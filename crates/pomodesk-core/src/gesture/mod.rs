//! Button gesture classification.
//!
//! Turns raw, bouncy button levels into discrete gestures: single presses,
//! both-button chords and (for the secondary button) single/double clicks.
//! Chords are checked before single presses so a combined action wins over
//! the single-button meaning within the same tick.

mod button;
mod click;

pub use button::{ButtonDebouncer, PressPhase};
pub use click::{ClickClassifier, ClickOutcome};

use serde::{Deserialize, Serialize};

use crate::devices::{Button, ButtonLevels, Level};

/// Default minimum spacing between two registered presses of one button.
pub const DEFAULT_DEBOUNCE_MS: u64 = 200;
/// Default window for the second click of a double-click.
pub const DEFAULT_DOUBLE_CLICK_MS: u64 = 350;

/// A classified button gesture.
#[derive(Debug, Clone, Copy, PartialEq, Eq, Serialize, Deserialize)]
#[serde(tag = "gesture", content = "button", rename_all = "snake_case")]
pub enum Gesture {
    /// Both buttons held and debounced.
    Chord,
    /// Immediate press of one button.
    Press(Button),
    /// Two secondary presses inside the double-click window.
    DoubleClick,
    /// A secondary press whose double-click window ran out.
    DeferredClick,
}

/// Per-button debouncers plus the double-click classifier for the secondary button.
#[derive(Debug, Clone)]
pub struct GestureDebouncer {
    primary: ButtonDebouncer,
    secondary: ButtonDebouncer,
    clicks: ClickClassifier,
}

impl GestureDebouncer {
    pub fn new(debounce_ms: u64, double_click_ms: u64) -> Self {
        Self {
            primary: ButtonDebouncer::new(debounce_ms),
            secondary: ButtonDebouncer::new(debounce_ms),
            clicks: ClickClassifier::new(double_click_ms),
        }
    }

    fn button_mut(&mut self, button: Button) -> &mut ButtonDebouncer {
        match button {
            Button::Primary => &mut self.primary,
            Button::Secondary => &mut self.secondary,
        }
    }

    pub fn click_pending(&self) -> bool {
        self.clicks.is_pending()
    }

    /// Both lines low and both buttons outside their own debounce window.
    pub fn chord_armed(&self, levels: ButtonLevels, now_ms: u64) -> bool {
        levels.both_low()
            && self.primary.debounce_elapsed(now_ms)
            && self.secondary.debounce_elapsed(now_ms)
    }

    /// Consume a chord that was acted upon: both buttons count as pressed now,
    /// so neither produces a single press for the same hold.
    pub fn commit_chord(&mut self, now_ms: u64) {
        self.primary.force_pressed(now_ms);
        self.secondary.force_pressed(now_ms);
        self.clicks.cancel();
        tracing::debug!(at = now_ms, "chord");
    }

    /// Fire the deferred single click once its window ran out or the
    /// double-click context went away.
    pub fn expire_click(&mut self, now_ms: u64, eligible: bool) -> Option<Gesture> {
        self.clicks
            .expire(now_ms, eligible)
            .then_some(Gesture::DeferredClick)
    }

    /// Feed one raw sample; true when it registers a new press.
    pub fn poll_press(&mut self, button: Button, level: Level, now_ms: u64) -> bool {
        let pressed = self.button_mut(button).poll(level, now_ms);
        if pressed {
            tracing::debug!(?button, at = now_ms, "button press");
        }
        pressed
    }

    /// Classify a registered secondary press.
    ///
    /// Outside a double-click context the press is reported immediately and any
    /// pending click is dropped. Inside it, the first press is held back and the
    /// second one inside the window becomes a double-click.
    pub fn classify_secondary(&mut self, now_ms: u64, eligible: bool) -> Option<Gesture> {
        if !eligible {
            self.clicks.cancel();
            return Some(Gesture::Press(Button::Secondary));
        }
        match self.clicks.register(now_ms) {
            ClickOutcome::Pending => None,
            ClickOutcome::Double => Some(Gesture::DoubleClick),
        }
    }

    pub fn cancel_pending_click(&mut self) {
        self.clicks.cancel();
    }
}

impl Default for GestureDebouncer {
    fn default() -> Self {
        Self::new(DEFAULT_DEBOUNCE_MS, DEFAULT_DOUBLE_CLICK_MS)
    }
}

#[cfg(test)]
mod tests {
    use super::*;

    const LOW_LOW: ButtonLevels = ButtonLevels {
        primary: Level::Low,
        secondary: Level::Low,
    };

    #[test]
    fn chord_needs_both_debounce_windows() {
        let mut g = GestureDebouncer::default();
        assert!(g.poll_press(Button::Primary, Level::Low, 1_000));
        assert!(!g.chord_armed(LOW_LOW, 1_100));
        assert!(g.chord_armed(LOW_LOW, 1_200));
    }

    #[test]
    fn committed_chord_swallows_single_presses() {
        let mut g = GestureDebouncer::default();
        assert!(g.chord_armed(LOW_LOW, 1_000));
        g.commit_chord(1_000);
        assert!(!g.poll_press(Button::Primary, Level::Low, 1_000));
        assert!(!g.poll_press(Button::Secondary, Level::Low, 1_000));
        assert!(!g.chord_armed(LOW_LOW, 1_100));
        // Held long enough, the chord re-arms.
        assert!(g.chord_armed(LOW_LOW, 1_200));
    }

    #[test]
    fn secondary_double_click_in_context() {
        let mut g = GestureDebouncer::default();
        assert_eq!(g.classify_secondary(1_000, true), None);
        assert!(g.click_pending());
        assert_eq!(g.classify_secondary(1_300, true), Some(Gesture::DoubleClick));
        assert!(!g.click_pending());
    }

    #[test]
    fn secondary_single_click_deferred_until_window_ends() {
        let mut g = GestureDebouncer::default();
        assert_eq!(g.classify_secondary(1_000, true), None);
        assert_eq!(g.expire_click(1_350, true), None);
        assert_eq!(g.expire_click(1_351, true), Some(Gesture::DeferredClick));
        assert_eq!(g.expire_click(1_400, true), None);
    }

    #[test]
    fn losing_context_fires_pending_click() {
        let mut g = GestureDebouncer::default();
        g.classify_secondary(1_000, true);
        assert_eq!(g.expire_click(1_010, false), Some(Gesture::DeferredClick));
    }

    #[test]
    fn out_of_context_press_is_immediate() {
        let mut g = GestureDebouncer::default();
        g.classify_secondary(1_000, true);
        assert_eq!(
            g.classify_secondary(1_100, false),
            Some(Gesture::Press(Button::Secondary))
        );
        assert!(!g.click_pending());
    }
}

* * *

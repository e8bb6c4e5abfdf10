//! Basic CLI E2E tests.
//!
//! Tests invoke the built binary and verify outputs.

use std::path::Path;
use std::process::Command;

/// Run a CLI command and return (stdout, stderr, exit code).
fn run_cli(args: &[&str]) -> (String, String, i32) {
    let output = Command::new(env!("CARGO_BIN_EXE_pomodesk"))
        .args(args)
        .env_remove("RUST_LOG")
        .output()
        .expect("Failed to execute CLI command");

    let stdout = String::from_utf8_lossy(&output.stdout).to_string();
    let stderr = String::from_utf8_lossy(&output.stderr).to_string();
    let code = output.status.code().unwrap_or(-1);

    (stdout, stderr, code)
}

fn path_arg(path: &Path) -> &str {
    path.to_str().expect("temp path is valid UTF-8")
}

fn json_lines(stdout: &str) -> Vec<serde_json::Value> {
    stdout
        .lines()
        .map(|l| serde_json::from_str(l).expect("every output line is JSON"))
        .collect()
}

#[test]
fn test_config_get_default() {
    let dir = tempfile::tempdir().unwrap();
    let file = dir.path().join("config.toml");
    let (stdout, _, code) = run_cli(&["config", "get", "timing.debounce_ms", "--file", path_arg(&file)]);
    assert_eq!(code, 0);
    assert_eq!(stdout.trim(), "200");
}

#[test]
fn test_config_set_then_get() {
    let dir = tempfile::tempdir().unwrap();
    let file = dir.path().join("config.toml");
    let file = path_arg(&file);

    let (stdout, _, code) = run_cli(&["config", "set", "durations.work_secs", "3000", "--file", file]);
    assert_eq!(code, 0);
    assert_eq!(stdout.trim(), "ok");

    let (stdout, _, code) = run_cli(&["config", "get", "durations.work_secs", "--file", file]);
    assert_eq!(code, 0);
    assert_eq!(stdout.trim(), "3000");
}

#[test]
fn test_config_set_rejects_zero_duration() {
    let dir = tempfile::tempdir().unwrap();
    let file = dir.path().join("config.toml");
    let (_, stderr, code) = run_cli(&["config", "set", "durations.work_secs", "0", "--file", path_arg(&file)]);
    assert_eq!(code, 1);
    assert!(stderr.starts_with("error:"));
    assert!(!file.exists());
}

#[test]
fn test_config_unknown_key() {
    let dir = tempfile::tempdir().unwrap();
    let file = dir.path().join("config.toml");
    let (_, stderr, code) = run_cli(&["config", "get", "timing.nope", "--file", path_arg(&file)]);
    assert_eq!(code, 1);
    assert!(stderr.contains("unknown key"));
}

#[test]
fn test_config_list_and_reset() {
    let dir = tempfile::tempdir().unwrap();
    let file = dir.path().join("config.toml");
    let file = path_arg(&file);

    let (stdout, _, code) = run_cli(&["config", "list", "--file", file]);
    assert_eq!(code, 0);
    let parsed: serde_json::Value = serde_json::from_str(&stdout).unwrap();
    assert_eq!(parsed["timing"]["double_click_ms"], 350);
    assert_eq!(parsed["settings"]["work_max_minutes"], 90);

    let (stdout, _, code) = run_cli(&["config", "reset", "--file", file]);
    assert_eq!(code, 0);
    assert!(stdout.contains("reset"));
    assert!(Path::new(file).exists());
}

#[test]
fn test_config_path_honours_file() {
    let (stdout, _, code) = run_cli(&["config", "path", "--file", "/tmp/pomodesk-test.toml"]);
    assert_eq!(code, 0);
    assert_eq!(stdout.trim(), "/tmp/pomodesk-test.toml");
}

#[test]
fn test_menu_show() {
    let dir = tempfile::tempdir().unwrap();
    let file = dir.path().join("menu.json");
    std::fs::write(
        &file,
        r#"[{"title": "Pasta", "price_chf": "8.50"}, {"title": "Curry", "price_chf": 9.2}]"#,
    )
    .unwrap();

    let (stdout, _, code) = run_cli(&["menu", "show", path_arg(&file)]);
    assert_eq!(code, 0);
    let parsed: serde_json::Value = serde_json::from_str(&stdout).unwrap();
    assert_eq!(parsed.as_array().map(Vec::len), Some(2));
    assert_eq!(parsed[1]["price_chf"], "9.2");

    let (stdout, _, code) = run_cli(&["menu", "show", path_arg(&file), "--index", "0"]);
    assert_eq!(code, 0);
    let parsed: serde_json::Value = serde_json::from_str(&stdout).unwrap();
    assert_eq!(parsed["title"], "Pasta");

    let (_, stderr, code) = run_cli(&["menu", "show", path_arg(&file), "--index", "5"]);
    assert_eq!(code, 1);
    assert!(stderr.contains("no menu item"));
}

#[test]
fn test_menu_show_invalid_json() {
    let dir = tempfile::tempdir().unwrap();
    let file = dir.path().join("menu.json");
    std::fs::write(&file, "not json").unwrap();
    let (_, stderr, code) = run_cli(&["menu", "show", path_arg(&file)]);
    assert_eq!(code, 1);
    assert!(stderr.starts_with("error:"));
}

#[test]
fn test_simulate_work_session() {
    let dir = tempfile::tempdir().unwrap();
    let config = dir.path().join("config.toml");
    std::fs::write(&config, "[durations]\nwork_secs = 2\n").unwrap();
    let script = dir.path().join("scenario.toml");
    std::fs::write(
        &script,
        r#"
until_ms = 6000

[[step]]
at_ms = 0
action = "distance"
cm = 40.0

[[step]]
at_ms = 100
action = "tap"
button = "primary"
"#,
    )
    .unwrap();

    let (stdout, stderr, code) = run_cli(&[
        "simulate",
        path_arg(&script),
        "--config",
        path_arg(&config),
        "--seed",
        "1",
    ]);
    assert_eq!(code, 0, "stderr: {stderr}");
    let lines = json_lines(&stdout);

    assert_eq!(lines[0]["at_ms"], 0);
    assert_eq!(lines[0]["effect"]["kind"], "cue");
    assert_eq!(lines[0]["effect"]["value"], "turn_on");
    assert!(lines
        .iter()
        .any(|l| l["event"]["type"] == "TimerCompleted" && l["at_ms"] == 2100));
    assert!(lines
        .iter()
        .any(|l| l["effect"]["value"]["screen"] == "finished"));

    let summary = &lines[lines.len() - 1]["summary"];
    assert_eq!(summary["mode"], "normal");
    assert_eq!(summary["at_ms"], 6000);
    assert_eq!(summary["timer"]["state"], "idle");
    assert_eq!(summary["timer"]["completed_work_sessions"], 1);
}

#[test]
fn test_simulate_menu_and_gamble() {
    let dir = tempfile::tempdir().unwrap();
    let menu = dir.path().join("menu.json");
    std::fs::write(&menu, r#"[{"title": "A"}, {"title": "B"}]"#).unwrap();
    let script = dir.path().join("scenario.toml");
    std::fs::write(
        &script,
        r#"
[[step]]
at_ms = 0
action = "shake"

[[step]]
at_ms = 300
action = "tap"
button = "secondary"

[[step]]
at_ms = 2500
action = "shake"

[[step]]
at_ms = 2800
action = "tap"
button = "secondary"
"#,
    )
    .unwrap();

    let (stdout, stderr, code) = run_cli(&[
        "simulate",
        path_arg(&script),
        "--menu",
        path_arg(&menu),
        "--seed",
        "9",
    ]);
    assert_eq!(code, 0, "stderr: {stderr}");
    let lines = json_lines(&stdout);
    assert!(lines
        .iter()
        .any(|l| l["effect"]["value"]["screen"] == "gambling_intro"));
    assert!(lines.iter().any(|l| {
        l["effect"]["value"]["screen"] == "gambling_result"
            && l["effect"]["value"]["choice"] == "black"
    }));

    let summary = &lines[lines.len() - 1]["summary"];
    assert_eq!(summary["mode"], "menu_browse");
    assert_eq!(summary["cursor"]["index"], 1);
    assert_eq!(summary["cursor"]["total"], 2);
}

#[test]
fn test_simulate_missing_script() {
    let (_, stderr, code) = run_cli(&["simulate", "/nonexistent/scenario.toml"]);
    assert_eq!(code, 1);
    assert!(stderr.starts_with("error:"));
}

Exercise:
Given the records above, reproduce precisely and only the lines between the line holding "filename crates/pomodesk-core/src/gesture/mod.rs" and the line holding "classified button gesture.", inclusive.

Output for this task:
filename crates/pomodesk-core/src/gesture/mod.rs
//! Button gesture classification.
//!
//! Turns raw, bouncy button levels into discrete gestures: single presses,
//! both-button chords and (for the secondary button) single/double clicks.
//! Chords are checked before single presses so a combined action wins over
//! the single-button meaning within the same tick.

mod button;
mod click;

pub use button::{ButtonDebouncer, PressPhase};
pub use click::{ClickClassifier, ClickOutcome};

use serde::{Deserialize, Serialize};

use crate::devices::{Button, ButtonLevels, Level};

/// Default minimum spacing between two registered presses of one button.
pub const DEFAULT_DEBOUNCE_MS: u64 = 200;
/// Default window for the second click of a double-click.
pub const DEFAULT_DOUBLE_CLICK_MS: u64 = 350;

/// A classified button gesture.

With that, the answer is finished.